The instructions of the court to disregard the counterclaim were proper. The defendant testified that the written lease provided that he should put the stable in good order; that he could not do any repairs before the plaintiff took possession, as another tenant was in; that the flagpole was a fixture of the place, and he cut it down without plaintiff’s knowledge, and without his consent; that it was decayed, and might have fallen in the street, and done damage. As the defendant was by his lease pledged to put the property in good repair, even if the plaintiff had agreed to pay half the expense of replacing the flagpole, it was a promise entirely without consideration, and void, for a promise to do what a party is obliged to do furnishes no consideration for a promise of outside compensation.

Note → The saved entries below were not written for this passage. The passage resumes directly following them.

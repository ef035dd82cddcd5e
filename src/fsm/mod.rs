//! Function-pointer finite state machine for the watering cycle.
//!
//! ```text
//! ┌─────────────────────────────────────────────────────┐
//! │  PhaseTable                                         │
//! │  ┌───────────┬──────────────┬─────────────────────┐ │
//! │  │ Phase     │ on_enter     │ next                │ │
//! │  ├───────────┼──────────────┼─────────────────────┤ │
//! │  │ Testing   │ fn(ctx)      │ fn(&ctx) -> Phase   │ │
//! │  │ Sampling  │ -            │ fn(&ctx) -> Phase   │ │
//! │  │ Error     │ fn(ctx)      │ fn(&ctx) -> Phase   │ │
//! │  │ Deciding  │ -            │ fn(&ctx) -> Phase   │ │
//! │  │ Actuating │ -            │ fn(&ctx) -> Phase   │ │
//! │  │ Sleeping  │ -            │ fn(&ctx) -> Phase   │ │
//! │  └───────────┴──────────────┴─────────────────────┘ │
//! └─────────────────────────────────────────────────────┘
//! ```
//!
//! The table only decides *where to go next*.  The work each phase does
//! (moving the selector, sampling, sleeping) lives in the
//! [`CycleController`](crate::app::controller::CycleController), which
//! runs the current phase's action, records the outcome in the
//! [`CycleContext`], and then calls [`Fsm::advance`].

pub mod context;
pub mod states;

use context::CycleContext;
use log::info;

// ---------------------------------------------------------------------------
// Phase identity
// ---------------------------------------------------------------------------

/// Every phase of one cycle.  Must stay in sync with
/// [`states::build_phase_table`].
#[derive(Debug, Clone, Copy, PartialEq, Eq, Hash)]
#[repr(u8)]
pub enum Phase {
    Testing = 0,
    Sampling = 1,
    Error = 2,
    Deciding = 3,
    Actuating = 4,
    Sleeping = 5,
}

impl Phase {
    /// Total number of phases — used to size the table array.
    pub const COUNT: usize = 6;

    /// Convert an index back to `Phase`.  Panics on out-of-range in debug
    /// builds; returns `Testing` in release, which restarts the cycle.
    pub fn from_index(idx: usize) -> Self {
        match idx {
            0 => Self::Testing,
            1 => Self::Sampling,
            2 => Self::Error,
            3 => Self::Deciding,
            4 => Self::Actuating,
            5 => Self::Sleeping,
            _ => {
                debug_assert!(false, "invalid phase index: {idx}");
                Self::Testing
            }
        }
    }
}

// ---------------------------------------------------------------------------
// Function-pointer type aliases
// ---------------------------------------------------------------------------

/// Runs once when a phase is entered.
pub type PhaseEnterFn = fn(&mut CycleContext);

/// Picks the successor once the phase's work is done.
pub type PhaseNextFn = fn(&CycleContext) -> Phase;

/// Static descriptor for a single phase.
pub struct PhaseDescriptor {
    pub id: Phase,
    pub name: &'static str,
    pub on_enter: Option<PhaseEnterFn>,
    pub next: PhaseNextFn,
}

// ---------------------------------------------------------------------------
// FSM engine
// ---------------------------------------------------------------------------

pub struct Fsm {
    /// Fixed-size table indexed by `Phase as usize`.
    table: [PhaseDescriptor; Phase::COUNT],
    current: usize,
    transitions: u64,
}

impl Fsm {
    pub fn new(table: [PhaseDescriptor; Phase::COUNT], initial: Phase) -> Self {
        Self {
            table,
            current: initial as usize,
            transitions: 0,
        }
    }

    /// Run the initial `on_enter`.  Call once before the first `advance()`.
    pub fn start(&mut self, ctx: &mut CycleContext) {
        info!("Cycle FSM starting in phase: {}", self.table[self.current].name);
        if let Some(enter) = self.table[self.current].on_enter {
            enter(ctx);
        }
    }

    /// Leave the current phase for whatever its `next` function picks.
    /// Returns the new phase.
    pub fn advance(&mut self, ctx: &mut CycleContext) -> Phase {
        let next = (self.table[self.current].next)(ctx);
        let next_idx = next as usize;

        info!(
            "Cycle phase: {} -> {}",
            self.table[self.current].name, self.table[next_idx].name
        );

        self.current = next_idx;
        self.transitions += 1;

        if let Some(enter) = self.table[self.current].on_enter {
            enter(ctx);
        }
        next
    }

    pub fn current_phase(&self) -> Phase {
        Phase::from_index(self.current)
    }

    pub fn transitions(&self) -> u64 {
        self.transitions
    }
}
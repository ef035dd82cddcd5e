//! Per-cycle context threaded through every phase handler.
//!
//! `CycleContext` holds the outcome of the current cycle only.  It is wiped
//! on every entry to `Testing`, so nothing observed in one cycle can leak
//! into the next and a reboot is indistinguishable from a normal cycle
//! boundary.

use crate::config::SystemConfig;
use crate::sensors::Reading;

pub struct CycleContext {
    /// 1-based index of the current cycle since boot.
    pub cycle: u64,
    /// This cycle's sample, once Sampling has run.
    pub reading: Option<Reading>,
    /// True once Sampling produced an invalid reading.
    pub sensor_fault: bool,
    /// Outcome of Deciding.
    pub water: bool,
    /// Duration the Sleeping phase will request.
    pub sleep_ms: u32,

    cycle_interval_ms: u32,
    sensor_fault_sleep_ms: u32,
}

impl CycleContext {
    pub fn new(config: &SystemConfig) -> Self {
        Self {
            cycle: 0,
            reading: None,
            sensor_fault: false,
            water: false,
            sleep_ms: config.cycle_interval_ms,
            cycle_interval_ms: config.cycle_interval_ms,
            sensor_fault_sleep_ms: config.sensor_fault_sleep_ms,
        }
    }

    /// Reset to the state every cycle starts from.
    pub fn begin_cycle(&mut self) {
        self.cycle += 1;
        self.reading = None;
        self.sensor_fault = false;
        self.water = false;
        self.sleep_ms = self.cycle_interval_ms;
    }

    /// Switch this cycle onto the measurement-failure path.
    pub fn mark_sensor_fault(&mut self) {
        self.sensor_fault = true;
        self.water = false;
        self.sleep_ms = self.sensor_fault_sleep_ms;
    }

    /// This cycle's reading, if it is present and valid.
    pub fn valid_reading(&self) -> Option<Reading> {
        self.reading.filter(Reading::is_valid)
    }
}
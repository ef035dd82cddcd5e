//! Actuator drivers and the task watchdog.

pub mod pump;
pub mod stepper;
pub mod watchdog;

Stilk v. Myrick, 2 Camp. 317. It was the defendant’s legal duty to replace the pole which he had cut down on account of its infirmity. The judgment should be affirmed, with costs.

Bischoff, J., concurs.






Concurrence Opinion

Pryor, J.,

(concurring.) On the argument I was of the opinion that the proof failed to show the employment of plaintiff to sell the property, but a more careful examination of the evidence convinces me that it was sufficient to raise a question for the jury. Plaintiff told the defendant that he was seeking a purchaser; that he would send a party who would probably buy at defendant’s figure; and afterwards defendant asked plaintiff if he had a buyer for his property, to which plaintiff replied that he did not have one just then, but expected to have one. On no occasion is it apparent that defendant repudiated the services of the plaintiff, but rather that he accepted the offer of them. Counsel characterizes plaintiff as a volunteer, but an offer is always voluntary. True, defendant swears that he never employed plaintiff, but he may intend a construction of the circumstances which the law does not sanction. At all events, the evidence authorizes an inference of employment; *476and I cannot say that the jury erred in deducing it. Appellant insists, again, that the plaintiff was not the procuring cause of the sale. But if Hyman actually negotiated the sale, it is not denied that he was put in motion by plaintiff; and a sale effected by him through the instrumentality of Hyman was in legal effect a sale by him. Whether and how the commission should be divided between plaintiff and Hyman was of no concern to defendant. If there be error in the charge, I do not perceive that it was prejudicial to the appellant. The ease is close, and was plausibly presented by the ingenuity of appellant’s counsel; but, on the whole, I conclude that the verdict is in conformity with the law and the fact.